Scan the records and identify every line in which the string "configured" occurs, then return those lines.

==========

//! Vector tables and nearest-neighbour queries.

use std::fmt;
use std::sync::Arc;

use sqlx::SqlitePool;

use crate::embedder::Embedder;
use crate::error::EmbedError;
use crate::vector::{blob_to_vec, cosine_distance, vec_to_blob};

pub const DEFAULT_DIMS: usize = 768;

/// Which rows a vector table indexes.
#[derive(Debug, Clone, Copy, PartialEq, Eq)]
pub enum VectorTarget {
    Articles,
    Headlines,
}

impl VectorTarget {
    #[must_use]
    pub fn vec_table(self) -> &'static str {
        match self {
            VectorTarget::Articles => "articles_vec",
            VectorTarget::Headlines => "headlines_vec",
        }
    }

    #[must_use]
    pub fn owner_table(self) -> &'static str {
        match self {
            VectorTarget::Articles => "articles",
            VectorTarget::Headlines => "headlines",
        }
    }

    /// Rows without a vector for `model` (all rows when `force`), with their
    /// title and body columns.
    fn pending_sql(self, force: bool) -> String {
        let (body, owner) = match self {
            VectorTarget::Articles => ("o.abstract", "articles"),
            VectorTarget::Headlines => ("o.text", "headlines"),
        };
        let missing = if force { "" } else { "AND v.row_id IS NULL" };
        format!(
            "SELECT o.id, o.title, {body} FROM {owner} o \
             LEFT JOIN {vec} v ON v.row_id = o.id AND v.model = ? \
             WHERE (COALESCE(TRIM(o.title), '') != '' OR COALESCE(TRIM({body}), '') != '') {missing} \
             ORDER BY o.id \
             LIMIT ?",
            vec = self.vec_table(),
        )
    }
}

impl fmt::Display for VectorTarget {
    fn fmt(&self, f: &mut fmt::Formatter<'_>) -> fmt::Result {
        f.write_str(self.owner_table())
    }
}

/// Title and body joined the way every embedded text is built.
fn embedding_text(title: Option<&str>, body: Option<&str>) -> String {
    let parts: Vec<&str> = [title, body]
        .into_iter()
        .flatten()
        .map(str::trim)
        .filter(|s| !s.is_empty())
        .collect();
    parts.join("\n\n")
}

enum Capability {
    Available(Arc<dyn Embedder>),
    Unavailable(String),
}

/// Similarity index with its capability decided once by [`SimilarityIndex::probe`].
pub struct SimilarityIndex {
    pool: SqlitePool,
    capability: Capability,
}

impl fmt::Debug for SimilarityIndex {
    fn fmt(&self, f: &mut fmt::Formatter<'_>) -> fmt::Result {
        match &self.capability {
            Capability::Available(e) => write!(f, "SimilarityIndex::Available({})", e.model_name()),
            Capability::Unavailable(reason) => write!(f, "SimilarityIndex::Unavailable({reason})"),
        }
    }
}

impl SimilarityIndex {
    /// Decide whether similarity is usable: an embedder must be configured
    /// and both vector tables must be creatable.
    pub async fn probe(pool: &SqlitePool, embedder: Option<Arc<dyn Embedder>>) -> Self {
        let capability = match embedder {
            None => Capability::Unavailable("no embedding service configured".to_owned()),
            Some(embedder) => {
                let dims = embedder.dims();
                let mut created = Ok(());
                for target in [VectorTarget::Articles, VectorTarget::Headlines] {
                    if let Err(e) = create_vector_table(pool, target, dims).await {
                        created = Err(e);
                        break;
                    }
                }
                match created {
                    Ok(()) => Capability::Available(embedder),
                    Err(e) => {
                        tracing::warn!(error = %e, "vector tables unavailable, similarity disabled");
                        Capability::Unavailable(format!("vector tables unavailable: {e}"))
                    }
                }
            }
        };
        if let Capability::Unavailable(reason) = &capability {
            tracing::info!(reason = %reason, "similarity index unavailable");
        }
        Self {
            pool: pool.clone(),
            capability,
        }
    }

    #[must_use]
    pub fn is_available(&self) -> bool {
        matches!(self.capability, Capability::Available(_))
    }

    #[must_use]
    pub fn unavailable_reason(&self) -> Option<&str> {
        match &self.capability {
            Capability::Available(_) => None,
            Capability::Unavailable(reason) => Some(reason),
        }
    }

    fn embedder(&self) -> Option<&Arc<dyn Embedder>> {
        match &self.capability {
            Capability::Available(e) => Some(e),
            Capability::Unavailable(_) => None,
        }
    }

    /// Create the vector table for `target`. Returns `false` on an
    /// unavailable index.
    ///
    /// # Errors
    ///
    /// Returns [`EmbedError::Shape`] for zero `dims`, or [`EmbedError::Db`]
    /// if the DDL fails.
    pub async fn create_vector_table(&self, target: VectorTarget, dims: usize) -> Result<bool, EmbedError> {
        if !self.is_available() {
            return Ok(false);
        }
        create_vector_table(&self.pool, target, dims).await?;
        Ok(true)
    }

    /// Embed and store `(row_id, text)` pairs in batches of `batch_size`.
    ///
    /// Each batch is embedded and written in its own transaction. A batch
    /// that fails to embed or store is logged and skipped; batches already
    /// written stay committed. Returns the number of vectors written.
    pub async fn upsert_embeddings(
        &self,
        target: VectorTarget,
        items: &[(i64, String)],
        batch_size: usize,
    ) -> usize {
        let Some(embedder) = self.embedder() else {
            return 0;
        };

        let mut written = 0usize;
        for (n, batch) in items.chunks(batch_size.max(1)).enumerate() {
            let texts: Vec<String> = batch.iter().map(|(_, t)| t.clone()).collect();
            let vectors = match embedder.embed(&texts).await {
                Ok(v) => v,
                Err(e) => {
                    tracing::warn!(target_table = %target, batch = n, error = %e, "embedding batch failed, skipping");
                    continue;
                }
            };
            match store_batch(&self.pool, target, embedder.model_name(), batch, &vectors).await {
                Ok(count) => written += count,
                Err(e) => {
                    tracing::error!(target_table = %target, batch = n, error = %e, "failed to store embedding batch");
                }
            }
        }
        tracing::info!(target_table = %target, written, total = items.len(), "stored embeddings");
        written
    }

    /// Rows most similar to `text`, as `(row_id, cosine distance)` in
    /// ascending distance. Empty on an unavailable index or a missing table.
    ///
    /// # Errors
    ///
    /// Returns [`EmbedError`] if the query text cannot be embedded or the
    /// vector table cannot be read.
    pub async fn query_similar(
        &self,
        target: VectorTarget,
        text: &str,
        limit: usize,
    ) -> Result<Vec<(i64, f32)>, EmbedError> {
        let Some(embedder) = self.embedder() else {
            return Ok(Vec::new());
        };
        if limit == 0 || text.trim().is_empty() || !table_exists(&self.pool, target.vec_table()).await? {
            return Ok(Vec::new());
        }

        let query = embedder
            .embed(&[text.to_owned()])
            .await?
            .into_iter()
            .next()
            .ok_or_else(|| EmbedError::Shape("no embedding for query text".to_owned()))?;

        let rows: Vec<(i64, Vec<u8>)> = sqlx::query_as(&format!(
            "SELECT row_id, embedding FROM {} WHERE model = ?",
            target.vec_table()
        ))
        .bind(embedder.model_name())
        .fetch_all(&self.pool)
        .await?;

        let mut scored: Vec<(i64, f32)> = rows
            .into_iter()
            .map(|(id, blob)| (id, cosine_distance(&query, &blob_to_vec(&blob))))
            .collect();
        scored.sort_by(|a, b| a.1.total_cmp(&b.1).then(a.0.cmp(&b.0)));
        scored.truncate(limit);
        Ok(scored)
    }

    async fn pending_texts(
        &self,
        target: VectorTarget,
        limit: i64,
        force: bool,
    ) -> Result<Vec<(i64, String)>, EmbedError> {
        let Some(embedder) = self.embedder() else {
            return Ok(Vec::new());
        };
        let rows: Vec<(i64, Option<String>, Option<String>)> =
            sqlx::query_as(&target.pending_sql(force))
                .bind(embedder.model_name())
                .bind(limit)
                .fetch_all(&self.pool)
                .await?;
        Ok(rows
            .into_iter()
            .map(|(id, title, body)| (id, embedding_text(title.as_deref(), body.as_deref())))
            .collect())
    }

    /// Articles without a vector for the current model, as
    /// `(id, title + "\n\n" + abstract)`.
    ///
    /// # Errors
    ///
    /// Returns [`EmbedError::Db`] if the query fails.
    pub async fn pending_article_texts(&self, limit: i64) -> Result<Vec<(i64, String)>, EmbedError> {
        self.pending_texts(VectorTarget::Articles, limit, false).await
    }

    /// Headlines without a vector for the current model, as
    /// `(id, title + "\n\n" + text)`.
    ///
    /// # Errors
    ///
    /// Returns [`EmbedError::Db`] if the query fails.
    pub async fn pending_headline_texts(&self, limit: i64) -> Result<Vec<(i64, String)>, EmbedError> {
        self.pending_texts(VectorTarget::Headlines, limit, false).await
    }

    /// Embed every pending row for `target` (every row when `force`).
    ///
    /// # Errors
    ///
    /// Returns [`EmbedError::Db`] if the pending rows cannot be read.
    pub async fn embed_pending(
        &self,
        target: VectorTarget,
        batch_size: usize,
        force: bool,
    ) -> Result<usize, EmbedError> {
        let items = self.pending_texts(target, i64::MAX, force).await?;
        if items.is_empty() {
            return Ok(0);
        }
        Ok(self.upsert_embeddings(target, &items, batch_size).await)
    }
}

/// Create a vector table if it does not exist yet.
async fn create_vector_table(pool: &SqlitePool, target: VectorTarget, dims: usize) -> Result<(), EmbedError> {
    if dims == 0 {
        return Err(EmbedError::Shape("vector dimension must be positive".to_owned()));
    }
    sqlx::query(&format!(
        "CREATE TABLE IF NOT EXISTS {} (
            row_id INTEGER NOT NULL,
            model TEXT NOT NULL,
            dims INTEGER NOT NULL,
            embedding BLOB NOT NULL,
            updated_at TEXT NOT NULL,
            PRIMARY KEY (row_id, model)
        )",
        target.vec_table()
    ))
    .execute(pool)
    .await?;
    Ok(())
}

async fn table_exists(pool: &SqlitePool, name: &str) -> Result<bool, EmbedError> {
    let exists: bool =
        sqlx::query_scalar("SELECT COUNT(*) > 0 FROM sqlite_master WHERE type = 'table' AND name = ?")
            .bind(name)
            .fetch_one(pool)
            .await?;
    Ok(exists)
}

async fn store_batch(
    pool: &SqlitePool,
    target: VectorTarget,
    model: &str,
    batch: &[(i64, String)],
    vectors: &[Vec<f32>],
) -> Result<usize, EmbedError> {
    if vectors.len() != batch.len() {
        return Err(EmbedError::Shape(format!(
            "{} vectors for {} rows",
            vectors.len(),
            batch.len()
        )));
    }

    let sql = format!(
        "INSERT INTO {} (row_id, model, dims, embedding, updated_at) VALUES (?, ?, ?, ?, ?) \
         ON CONFLICT(row_id, model) DO UPDATE SET \
             dims = excluded.dims, embedding = excluded.embedding, updated_at = excluded.updated_at",
        target.vec_table()
    );
    let now = chrono::Utc::now().to_rfc3339();
    let mut tx = pool.begin().await?;
    for ((row_id, _), vector) in batch.iter().zip(vectors) {
        sqlx::query(&sql)
            .bind(*row_id)
            .bind(model)
            .bind(i64::try_from(vector.len()).unwrap_or(i64::MAX))
            .bind(vec_to_blob(vector))
            .bind(&now)
            .execute(&mut *tx)
            .await?;
    }
    tx.commit().await?;
    Ok(batch.len())
}

#[cfg(test)]
mod tests {
    use super::*;

    #[test]
    fn embedding_text_joins_non_empty_parts() {
        assert_eq!(embedding_text(Some(" Title "), Some("Body")), "Title\n\nBody");
        assert_eq!(embedding_text(Some("Title"), None), "Title");
        assert_eq!(embedding_text(Some(""), Some("Body")), "Body");
    }

    #[test]
    fn targets_map_to_tables() {
        assert_eq!(VectorTarget::Articles.vec_table(), "articles_vec");
        assert_eq!(VectorTarget::Headlines.owner_table(), "headlines");
        assert!(VectorTarget::Headlines.pending_sql(false).contains("v.row_id IS NULL"));
        assert!(!VectorTarget::Articles.pending_sql(true).contains("v.row_id IS NULL"));
    }
}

==========

■ ANSWER TO THIS EXERCISE:
    /// Decide whether similarity is usable: an embedder must be configured
            None => Capability::Unavailable("no embedding service configured".to_owned()),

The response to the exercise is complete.